Milder clinical presentation of haemophilia A with severe deficiency of factor VIII as measured by one-stage assay.

Abstract

During the course of investigations we encountered 11 patients with haemophilia A who had severe factor VIII deficiency as measured by one-stage assay but had surprisingly mild clinical presentation. Four of these patients had either a brother, nephew or maternal uncle with severe clinical manifestations. Two patients had low protein S levels, and one was heterozygous for the factor V Leiden mutation. One patient had a combined deficiency of protein C and antithrombin III. Four patients had a two-stage factor VIII assay value that was much higher than the one-stage assay value.
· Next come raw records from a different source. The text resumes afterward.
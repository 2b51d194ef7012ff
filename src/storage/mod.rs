// SPDX-License-Identifier: AGPL-3.0-or-later
//
// Copyright (C) 2026 Relational Network

//! # Persistent Storage
//!
//! All marketplace state lives in a single embedded [redb] database file
//! (`$DATA_DIR/ecochain.redb`). redb is pure Rust, ACID, and serializes
//! write transactions, so every multi-row change below (user upsert, status
//! change plus history row, ledger event plus inventory update) is committed
//! atomically.
//!
//! ## Table Layout
//!
//! ```text
//! users                   user id → StoredUser (JSON)
//! users_by_wallet         lowercase wallet → user id (unique index)
//! projects                project id → StoredProject (JSON)
//! projects_by_owner       (owner id, project id) → ()
//! project_status_history  (project id, change id) → StoredStatusChange (JSON)
//! credits_inventory       token id → CreditInventory (JSON)
//! transactions            tx hash → LedgerTransaction (JSON)
//! sequences               sequence name → last issued id
//! ```

pub mod database;
pub mod repository;

pub use database::{Database, DbError, DbResult};
pub use repository::{LedgerRepository, ProjectRepository, UserRepository};
// SPDX-License-Identifier: AGPL-3.0-or-later
//
// Copyright (C) 2026 Relational Network

//! Field-level validation of incoming project payloads.
//!
//! Each validator collects every problem into a [`FieldErrors`] map (field →
//! messages) rather than stopping at the first, and on success hands back a
//! typed value the service layer can trust.

use url::Url;

use crate::error::FieldErrors;
use crate::models::{
    Coordinate, ProjectType, ReviewProjectRequest, SubmitProjectRequest, VerificationStatus,
    WalletAddress,
};

const NAME_MIN: usize = 3;
const NAME_MAX: usize = 200;
const DESCRIPTION_MAX: usize = 2000;
const COUNTRY_MAX: usize = 100;
const REASON_MAX: usize = 500;

/// A submission whose fields passed validation.
#[derive(Debug, Clone, PartialEq)]
pub struct ValidSubmission {
    pub wallet_address: String,
    pub name: String,
    pub description: Option<String>,
    pub project_type: ProjectType,
    pub country: Option<String>,
    pub lat: Option<f64>,
    pub lng: Option<f64>,
    pub api_endpoint: Option<String>,
    pub signature: String,
    pub timestamp: i64,
}

/// A review decision whose fields passed validation.
#[derive(Debug, Clone, PartialEq)]
pub struct ValidReview {
    pub reviewer_wallet: String,
    pub status: VerificationStatus,
    pub reason: Option<String>,
    pub signature: String,
    pub timestamp: i64,
}

#[derive(Default)]
struct Collector {
    errors: FieldErrors,
}

impl Collector {
    fn push(&mut self, field: &str, message: impl Into<String>) {
        self.errors
            .entry(field.to_string())
            .or_default()
            .push(message.into());
    }

    fn required<T>(&mut self, field: &str, value: Option<T>) -> Option<T> {
        if value.is_none() {
            self.push(field, "Required");
        }
        value
    }

    fn length(&mut self, field: &str, value: &str, min: usize, max: usize) {
        let len = value.chars().count();
        if len < min {
            self.push(field, format!("String must contain at least {min} character(s)"));
        }
        if len > max {
            self.push(field, format!("String must contain at most {max} character(s)"));
        }
    }

    fn wallet(&mut self, field: &str, value: Option<String>) -> Option<String> {
        let value = self.required(field, value)?;
        if !WalletAddress::is_well_formed(&value) {
            self.push(field, "Invalid wallet address");
        }
        Some(value)
    }

    fn signature(&mut self, value: Option<String>) -> Option<String> {
        let value = self.required("signature", value)?;
        self.length("signature", &value, 1, usize::MAX);
        Some(value)
    }

    fn coordinate(
        &mut self,
        field: &str,
        value: Option<Coordinate>,
        bound: f64,
        label: &str,
    ) -> Option<f64> {
        let number = match value? {
            Coordinate::Number(n) => n,
            Coordinate::Text(text) => match text.trim().parse::<f64>() {
                Ok(n) if !n.is_nan() => n,
                _ => {
                    self.push(field, format!("Invalid {}", label.to_lowercase()));
                    return None;
                }
            },
        };
        if !(-bound..=bound).contains(&number) {
            self.push(field, format!("{label} out of range"));
            return None;
        }
        Some(number)
    }

    fn finish<T>(self, value: Option<T>) -> Result<T, FieldErrors> {
        match value {
            Some(v) if self.errors.is_empty() => Ok(v),
            _ => Err(self.errors),
        }
    }
}

/// Validate a project submission.
pub fn validate_submission(req: SubmitProjectRequest) -> Result<ValidSubmission, FieldErrors> {
    let mut c = Collector::default();

    let wallet_address = c.wallet("walletAddress", req.wallet_address);

    let name = c.required("name", req.name);
    if let Some(name) = &name {
        c.length("name", name, NAME_MIN, NAME_MAX);
    }

    if let Some(description) = &req.description {
        c.length("description", description, 0, DESCRIPTION_MAX);
    }

    let project_type = c
        .required("type", req.project_type)
        .and_then(|raw| match ProjectType::parse(&raw) {
            Some(t) => Some(t),
            None => {
                let expected = ProjectType::ALL
                    .iter()
                    .map(|t| format!("'{t}'"))
                    .collect::<Vec<_>>()
                    .join(" | ");
                c.push(
                    "type",
                    format!("Invalid enum value. Expected {expected}, received '{raw}'"),
                );
                None
            }
        });

    if let Some(country) = &req.country {
        c.length("country", country, 0, COUNTRY_MAX);
    }

    let lat = c.coordinate("lat", req.lat, 90.0, "Latitude");
    let lng = c.coordinate("lng", req.lng, 180.0, "Longitude");

    let api_endpoint = req.api_endpoint.filter(|url| !url.is_empty());
    if let Some(url) = &api_endpoint {
        if Url::parse(url).is_err() {
            c.push("apiEndpoint", "Invalid URL");
        }
    }

    let signature = c.signature(req.signature);
    let timestamp = c.required("timestamp", req.timestamp);

    let valid = (|| {
        Some(ValidSubmission {
            wallet_address: wallet_address?,
            name: name?,
            description: req.description,
            project_type: project_type?,
            country: req.country,
            lat,
            lng,
            api_endpoint,
            signature: signature?,
            timestamp: timestamp?,
        })
    })();
    c.finish(valid)
}

/// Validate an admin review decision.
pub fn validate_review(req: ReviewProjectRequest) -> Result<ValidReview, FieldErrors> {
    let mut c = Collector::default();

    let reviewer_wallet = c.wallet("reviewerWallet", req.reviewer_wallet);

    let status = c
        .required("status", req.status)
        .and_then(|raw| match VerificationStatus::parse(&raw) {
            Some(s) => Some(s),
            None => {
                c.push(
                    "status",
                    format!(
                        "Invalid enum value. Expected 'pending' | 'verified' | 'rejected', received '{raw}'"
                    ),
                );
                None
            }
        });

    if let Some(reason) = &req.reason {
        c.length("reason", reason, 0, REASON_MAX);
    }

    let signature = c.signature(req.signature);
    let timestamp = c.required("timestamp", req.timestamp);

    let valid = (|| {
        Some(ValidReview {
            reviewer_wallet: reviewer_wallet?,
            status: status?,
            reason: req.reason,
            signature: signature?,
            timestamp: timestamp?,
        })
    })();
    c.finish(valid)
}

#[cfg(test)]
mod tests {
    use super::*;

    const WALLET: &str = "0x742d35Cc6634C0532925a3b844Bc9e7595f4aB12";

    fn submission() -> SubmitProjectRequest {
        SubmitProjectRequest {
            wallet_address: Some(WALLET.into()),
            name: Some("Amazon Reforestation".into()),
            description: Some("Native species planting".into()),
            project_type: Some("reforestation".into()),
            country: Some("Brazil".into()),
            lat: Some(Coordinate::Number(-3.4653)),
            lng: Some(Coordinate::Text(" -62.2159 ".into())),
            api_endpoint: Some(String::new()),
            signature: Some("0xdeadbeef".into()),
            timestamp: Some(1_700_000_000_000),
        }
    }

    #[test]
    fn accepts_well_formed_submission() {
        let valid = validate_submission(submission()).unwrap();
        assert_eq!(valid.project_type, ProjectType::Reforestation);
        assert_eq!(valid.lat, Some(-3.4653));
        assert_eq!(valid.lng, Some(-62.2159));
        assert_eq!(valid.api_endpoint, None, "empty endpoint is treated as absent");
    }

    #[test]
    fn reports_every_bad_field() {
        let req = SubmitProjectRequest {
            wallet_address: Some("0x123".into()),
            name: Some("ab".into()),
            project_type: Some("mining".into()),
            lat: Some(Coordinate::Number(91.0)),
            lng: Some(Coordinate::Text("east".into())),
            api_endpoint: Some("not a url".into()),
            signature: Some(String::new()),
            timestamp: None,
            ..submission()
        };

        let errors = validate_submission(req).unwrap_err();
        assert_eq!(errors["walletAddress"], vec!["Invalid wallet address"]);
        assert_eq!(
            errors["name"],
            vec!["String must contain at least 3 character(s)"]
        );
        assert!(errors["type"][0].contains("received 'mining'"));
        assert_eq!(errors["lat"], vec!["Latitude out of range"]);
        assert_eq!(errors["lng"], vec!["Invalid longitude"]);
        assert_eq!(errors["apiEndpoint"], vec!["Invalid URL"]);
        assert!(errors.contains_key("signature"));
        assert_eq!(errors["timestamp"], vec!["Required"]);
    }

    #[test]
    fn missing_required_fields() {
        let errors = validate_submission(SubmitProjectRequest::default()).unwrap_err();
        for field in ["walletAddress", "name", "type", "signature", "timestamp"] {
            assert_eq!(errors[field], vec!["Required"], "{field}");
        }
        assert!(!errors.contains_key("lat"));
    }

    #[test]
    fn length_limits() {
        let req = SubmitProjectRequest {
            name: Some("x".repeat(201)),
            description: Some("d".repeat(2001)),
            country: Some("c".repeat(101)),
            ..submission()
        };
        let errors = validate_submission(req).unwrap_err();
        assert_eq!(errors.len(), 3);
    }

    #[test]
    fn review_requires_known_status() {
        let req = ReviewProjectRequest {
            reviewer_wallet: Some(WALLET.into()),
            status: Some("approved".into()),
            reason: None,
            signature: Some("0x01".into()),
            timestamp: Some(1),
        };
        let errors = validate_review(req).unwrap_err();
        assert!(errors["status"][0].contains("received 'approved'"));
    }

    #[test]
    fn review_accepts_decision() {
        let req = ReviewProjectRequest {
            reviewer_wallet: Some(WALLET.into()),
            status: Some("verified".into()),
            reason: Some("Field audit passed".into()),
            signature: Some("0x01".into()),
            timestamp: Some(1),
        };
        let review = validate_review(req).unwrap();
        assert_eq!(review.status, VerificationStatus::Verified);
    }
}
// SPDX-License-Identifier: AGPL-3.0-or-later
//
// Copyright (C) 2026 Relational Network

//! Browser hardening headers added to every response.

use axum::{
    http::{HeaderName, HeaderValue},
    Router,
};
use tower_http::set_header::SetResponseHeaderLayer;

/// Header name/value pairs set on every response.
pub const SECURITY_HEADERS: &[(&str, &str)] = &[
    ("x-dns-prefetch-control", "on"),
    ("x-frame-options", "DENY"),
    ("x-content-type-options", "nosniff"),
    ("referrer-policy", "strict-origin-when-cross-origin"),
    ("permissions-policy", "camera=(), microphone=(), geolocation=()"),
];

/// Wrap `router` so every response carries [`SECURITY_HEADERS`].
pub fn with_security_headers<S>(router: Router<S>) -> Router<S>
where
    S: Clone + Send + Sync + 'static,
{
    SECURITY_HEADERS
        .iter()
        .fold(router, |router, &(name, value)| {
            router.layer(SetResponseHeaderLayer::overriding(
                HeaderName::from_static(name),
                HeaderValue::from_static(value),
            ))
        })
}
// SPDX-License-Identifier: AGPL-3.0-or-later
//
// Copyright (C) 2026 Relational Network

//! Tracing subscriber setup.
//!
//! `LOG_FORMAT=json` switches to one JSON object per line for log shipping;
//! anything else gives human-readable output. Filtering follows `RUST_LOG`.

use tracing_subscriber::{fmt, EnvFilter};

use crate::config::LOG_FORMAT_ENV;

const DEFAULT_FILTER: &str = "info,tower_http=debug";

/// Output format for the global subscriber.
#[derive(Debug, Clone, Copy, PartialEq, Eq)]
pub enum LogFormat {
    Json,
    Pretty,
}

impl LogFormat {
    pub fn parse(value: Option<&str>) -> Self {
        match value.map(|v| v.trim().to_ascii_lowercase()) {
            Some(v) if v == "json" => LogFormat::Json,
            _ => LogFormat::Pretty,
        }
    }

    pub fn from_env() -> Self {
        Self::parse(std::env::var(LOG_FORMAT_ENV).ok().as_deref())
    }
}

/// Install the global tracing subscriber. Call once from `main`.
pub fn init(format: LogFormat) {
    let filter =
        EnvFilter::try_from_default_env().unwrap_or_else(|_| EnvFilter::new(DEFAULT_FILTER));

    let builder = fmt().with_env_filter(filter).with_target(true);
    let result = match format {
        LogFormat::Json => builder.json().flatten_event(true).try_init(),
        LogFormat::Pretty => builder.try_init(),
    };

    if let Err(e) = result {
        eprintln!("tracing subscriber already installed: {e}");
    }
}

#[cfg(test)]
mod tests {
    use super::*;

    #[test]
    fn parse_log_format() {
        assert_eq!(LogFormat::parse(Some("json")), LogFormat::Json);
        assert_eq!(LogFormat::parse(Some(" JSON ")), LogFormat::Json);
        assert_eq!(LogFormat::parse(Some("pretty")), LogFormat::Pretty);
        assert_eq!(LogFormat::parse(None), LogFormat::Pretty);
    }
}
//! Semantic retrieval of stored code snippets.

use codeqa_llm::LlmProvider;

use crate::embedding::EmbeddingClient;
use crate::error::{RagError, Result};
use crate::index::VectorIndex;
use crate::request::RequestScope;
use crate::snippet::QueryResult;

pub const DEFAULT_TOP_K: usize = 3;

pub struct CodeRetriever<P> {
    embedder: EmbeddingClient<P>,
    index: VectorIndex,
}

impl<P: LlmProvider> CodeRetriever<P> {
    #[must_use]
    pub fn new(embedder: EmbeddingClient<P>, index: VectorIndex) -> Self {
        Self { embedder, index }
    }

    /// Scored hits for `query`, at most `k`, non-increasing by score.
    ///
    /// # Errors
    ///
    /// `Input` for an empty query, `Service` if embedding or the index query
    /// fails.
    pub async fn search(&self, scope: &RequestScope, query: &str, k: usize) -> Result<QueryResult> {
        if query.trim().is_empty() {
            return Err(RagError::Input("query must not be empty".into()));
        }
        if k == 0 {
            return Ok(Vec::new());
        }
        let embedding = self.embedder.embed(scope, query).await?;
        self.index.query(scope, &embedding, k).await
    }

    /// Code text of the top `k` snippets, most similar first. Hits without
    /// code are skipped.
    ///
    /// # Errors
    ///
    /// Same as [`CodeRetriever::search`]; no partial result is returned.
    pub async fn semantic_search(
        &self,
        scope: &RequestScope,
        query: &str,
        k: usize,
    ) -> Result<Vec<String>> {
        let hits = self.search(scope, query, k).await?;
        let codes = hits
            .into_iter()
            .filter_map(|hit| {
                let code = hit.code().map(str::to_owned);
                if code.is_none() {
                    tracing::warn!(id = %hit.id, "search hit has no code field, skipping");
                }
                code
            })
            .collect();
        Ok(codes)
    }
}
Five patients were heterozygous for the MTHFR gene C677T polymorphism, of whom two patients were also deficient for protein S and one had two-stage factor assay values higher than the one-stage assay values. The patient who was both factor VIII deficient and heterozygous for factor V Leiden had mild clinical presentation as compared to his maternal uncle who was only factor-VIII deficient. The maternal cousin of the same patient was heterozygous for factor V Leiden and had suffered two thrombotic episodes. Thus, the present study advocates that the physiological inhibitors of blood coagulation also play an important role in cases of haemophilia A in the final outcome of haemostasis in vivo.